International Anti-Corruption Standards
In the wake of international anti-corruption standards, national legislation is called upon to implement a uniform strategy of war against similar crimes in the world. The adoption of national regulations that incorporated the norms of UN conventions and other documents contributed to Russia's accession to the WTO and strengthened its role in the international arena.
The main document that defines the rules of the game in the fight against corruption in the international arena is the UN Convention adopted in 2003. After its ratification by Russia, many national legal acts have changed significantly; they have been revised in the spirit of world anti-corruption standards.

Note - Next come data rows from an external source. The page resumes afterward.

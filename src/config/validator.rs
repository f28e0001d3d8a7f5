//! Workflow file validation rules.
//!
//! This module validates workflow files for correctness:
//! - Step names must be unique
//! - Steps must reference defined agents
//! - depends_on must reference existing steps, never the step itself
//! - No circular dependencies allowed
//! - Task templates must parse; unknown variables are warned about

use std::collections::BTreeSet;
use std::fmt;

use crate::config::schema::WorkflowFile;
use crate::error::{FlowError, Result};
use crate::runner::DependencyGraph;
use crate::steps::template;

/// How serious a finding is.
#[derive(Debug, Clone, Copy, PartialEq, Eq, PartialOrd, Ord)]
pub enum Severity {
    /// Placeholder may still be supplied at run time.
    Warning,
    Error,
}

impl fmt::Display for Severity {
    fn fmt(&self, f: &mut fmt::Formatter<'_>) -> fmt::Result {
        match self {
            Severity::Warning => f.write_str("warning"),
            Severity::Error => f.write_str("error"),
        }
    }
}

/// Validation finding with context.
#[derive(Debug, Clone, PartialEq)]
pub struct ValidationError {
    /// Rule identifier
    pub rule: String,
    /// Human-readable message
    pub message: String,
    /// Step name if the finding is step-specific
    pub step: Option<String>,
    pub severity: Severity,
}

impl ValidationError {
    fn error(rule: &str, step: Option<&str>, message: String) -> Self {
        Self {
            rule: rule.to_string(),
            message,
            step: step.map(str::to_string),
            severity: Severity::Error,
        }
    }

    fn warning(rule: &str, step: Option<&str>, message: String) -> Self {
        Self {
            severity: Severity::Warning,
            ..Self::error(rule, step, message)
        }
    }

    pub fn is_error(&self) -> bool {
        self.severity == Severity::Error
    }
}

/// Validate a workflow file and return every finding.
///
/// Collects all findings rather than stopping at the first one, so users
/// can fix multiple issues at once.
pub fn validate_workflow(file: &WorkflowFile) -> Vec<ValidationError> {
    let mut errors = Vec::new();

    errors.extend(validate_steps(file));
    errors.extend(validate_dependencies(file));
    errors.extend(validate_templates(file));

    errors
}

/// Names, agent references, and dependency references.
fn validate_steps(file: &WorkflowFile) -> Vec<ValidationError> {
    let mut errors = Vec::new();
    let mut seen = BTreeSet::new();
    let names: BTreeSet<&str> = file.steps.iter().map(|s| s.name.as_str()).collect();

    for step in &file.steps {
        let name = step.name.as_str();

        if !seen.insert(name) {
            errors.push(ValidationError::error(
                "duplicate-step",
                Some(name),
                format!("Step '{}' is defined more than once", name),
            ));
        }

        if !file.agents.contains_key(&step.agent) {
            errors.push(ValidationError::error(
                "unknown-agent",
                Some(name),
                format!("Step '{}' uses agent '{}' which is not defined", name, step.agent),
            ));
        }

        for dep in &step.depends_on {
            if dep == &step.name {
                errors.push(ValidationError::error(
                    "self-dependency",
                    Some(name),
                    format!("Step '{}' depends on itself", name),
                ));
            } else if !names.contains(dep.as_str()) {
                errors.push(ValidationError::error(
                    "undefined-dependency",
                    Some(name),
                    format!("Step '{}' depends on '{}' which does not exist", name, dep),
                ));
            }
        }
    }

    errors
}

/// Cycles between distinct steps. Self-loops are reported separately.
fn validate_dependencies(file: &WorkflowFile) -> Vec<ValidationError> {
    let graph = file
        .steps
        .iter()
        .fold(DependencyGraph::builder(), |builder, step| {
            let deps = step.depends_on.iter().filter(|d| **d != step.name).cloned();
            builder.add_step(step.name.clone(), deps)
        })
        .build();

    match graph.find_cycle() {
        Some(cycle) => vec![ValidationError::error(
            "circular-dependency",
            cycle.first().map(String::as_str),
            format!("Circular dependency detected: {}", cycle.join(" -> ")),
        )],
        None => Vec::new(),
    }
}

/// Template syntax and variable references.
fn validate_templates(file: &WorkflowFile) -> Vec<ValidationError> {
    let mut errors = Vec::new();
    let known: BTreeSet<&str> = file
        .context
        .keys()
        .map(String::as_str)
        .chain(file.steps.iter().map(|s| s.name.as_str()))
        .collect();

    for step in &file.steps {
        match template::placeholders(&step.task) {
            Ok(vars) => {
                for var in vars.iter().filter(|v| !known.contains(v.as_str())) {
                    errors.push(ValidationError::warning(
                        "unknown-variable",
                        Some(&step.name),
                        format!(
                            "Step '{}' references '{{{}}}' which is neither a context key nor a step",
                            step.name, var
                        ),
                    ));
                }
            }
            Err(e) => errors.push(ValidationError::error(
                "malformed-template",
                Some(&step.name),
                format!("Step '{}' has a malformed task: {}", step.name, e),
            )),
        }
    }

    errors
}

/// Validate and return Result (for convenience).
///
/// Warnings do not fail validation.
///
/// # Errors
///
/// Returns `ConfigValidationError` if any error-severity rule fails.
pub fn validate(file: &WorkflowFile) -> Result<()> {
    let messages: Vec<String> = validate_workflow(file)
        .into_iter()
        .filter(ValidationError::is_error)
        .map(|e| e.message)
        .collect();

    if messages.is_empty() {
        Ok(())
    } else {
        Err(FlowError::ConfigValidationError {
            message: messages.join("; "),
        })
    }
}

#[cfg(test)]
mod tests {
    use super::*;
    use crate::config::schema::{AgentSpec, StepSpec};
    use serde_json::json;

    fn step(name: &str, task: &str, deps: &[&str]) -> StepSpec {
        StepSpec {
            name: name.to_string(),
            agent: "a".to_string(),
            task: task.to_string(),
            depends_on: deps.iter().map(|d| d.to_string()).collect(),
            when: None,
        }
    }

    fn file(steps: Vec<StepSpec>) -> WorkflowFile {
        let mut file = WorkflowFile::default();
        file.agents.insert("a".to_string(), AgentSpec::default());
        file.steps = steps;
        file
    }

    fn rules(file: &WorkflowFile) -> Vec<String> {
        validate_workflow(file).into_iter().map(|e| e.rule).collect()
    }

    #[test]
    fn valid_workflow_returns_no_errors() {
        let mut f = file(vec![step("a", "Research {topic}", &[]), step("b", "{a}", &["a"])]);
        f.context.insert("topic".to_string(), json!("privacy"));

        assert!(validate_workflow(&f).is_empty());
        assert!(validate(&f).is_ok());
    }

    #[test]
    fn detects_duplicate_step() {
        let f = file(vec![step("a", "x", &[]), step("a", "y", &[])]);
        assert!(rules(&f).contains(&"duplicate-step".to_string()));
    }

    #[test]
    fn detects_unknown_agent() {
        let mut s = step("a", "x", &[]);
        s.agent = "ghost".to_string();
        let f = file(vec![s]);

        let errors = validate_workflow(&f);
        assert_eq!(errors[0].rule, "unknown-agent");
        assert!(errors[0].message.contains("ghost"));
    }

    #[test]
    fn detects_self_dependency_once() {
        let f = file(vec![step("a", "x", &["a"])]);
        assert_eq!(rules(&f), vec!["self-dependency"]);
    }

    #[test]
    fn detects_undefined_dependency() {
        let f = file(vec![step("a", "x", &["missing"])]);
        assert_eq!(rules(&f), vec!["undefined-dependency"]);
    }

    #[test]
    fn detects_circular_dependency_with_path() {
        let f = file(vec![step("a", "x", &["b"]), step("b", "y", &["a"])]);

        let errors = validate_workflow(&f);
        let cycle = errors
            .iter()
            .find(|e| e.rule == "circular-dependency")
            .unwrap();
        assert_eq!(cycle.message, "Circular dependency detected: a -> b -> a");
    }

    #[test]
    fn unknown_variable_is_only_a_warning() {
        let f = file(vec![step("a", "Research {topic}", &[])]);

        let errors = validate_workflow(&f);
        assert_eq!(errors.len(), 1);
        assert_eq!(errors[0].rule, "unknown-variable");
        assert_eq!(errors[0].severity, Severity::Warning);
        assert!(validate(&f).is_ok());
    }

    #[test]
    fn detects_malformed_template() {
        let f = file(vec![step("a", "Research {topic", &[])]);

        let errors = validate_workflow(&f);
        assert_eq!(errors[0].rule, "malformed-template");
        assert!(validate(&f).is_err());
    }

    #[test]
    fn validate_joins_messages() {
        let f = file(vec![step("a", "x", &["a"]), step("b", "y", &["zz"])]);

        let err = validate(&f).unwrap_err();
        let message = err.to_string();
        assert!(message.contains("depends on itself"));
        assert!(message.contains("'zz'"));
    }
}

The criminal legislation has changed significantly, in particular:
- crimes such as complicity in bribery and petty commercial bribery were singled out as separate crimes;
- financial liability appeared in the form of a fine many times higher than the amount of bribes received.

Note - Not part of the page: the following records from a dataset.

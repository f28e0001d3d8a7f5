//! Workflow file loading.

use std::fs;
use std::path::Path;

use crate::config::schema::WorkflowFile;
use crate::error::{FlowError, Result};

/// Load and parse a workflow file.
///
/// # Errors
///
/// Returns `ConfigNotFound` if the file doesn't exist.
/// Returns `ConfigParseError` if the YAML is invalid.
pub fn load_workflow_file(path: &Path) -> Result<WorkflowFile> {
    let content = fs::read_to_string(path).map_err(|e| {
        if e.kind() == std::io::ErrorKind::NotFound {
            FlowError::ConfigNotFound {
                path: path.to_path_buf(),
            }
        } else {
            FlowError::Io(e)
        }
    })?;

    parse_workflow(&content, path)
}

/// Parse YAML content into a [`WorkflowFile`].
///
/// `source_path` is only used for error reporting.
pub fn parse_workflow(content: &str, source_path: &Path) -> Result<WorkflowFile> {
    serde_yaml::from_str(content).map_err(|e| FlowError::ConfigParseError {
        path: source_path.to_path_buf(),
        message: e.to_string(),
    })
}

In addition to the UN convention, Russia has ratified the OECD Convention dedicated to the fight against bribery in the field of international economic relations.
Implementation of standards in Russia
In addition to the Criminal Code of the Russian Federation and the law on combating corruption, in line with international standards, a number of regulations were adopted that restrict the ability of civil servants to receive bribes. A system for declaring income was introduced, monitoring the compliance of expenses with income. All ministries and departments are implementing anti-corruption plans based on international world practice. All these actions helped to significantly reduce the number of manifestations of bribery and minimize the harm caused to them.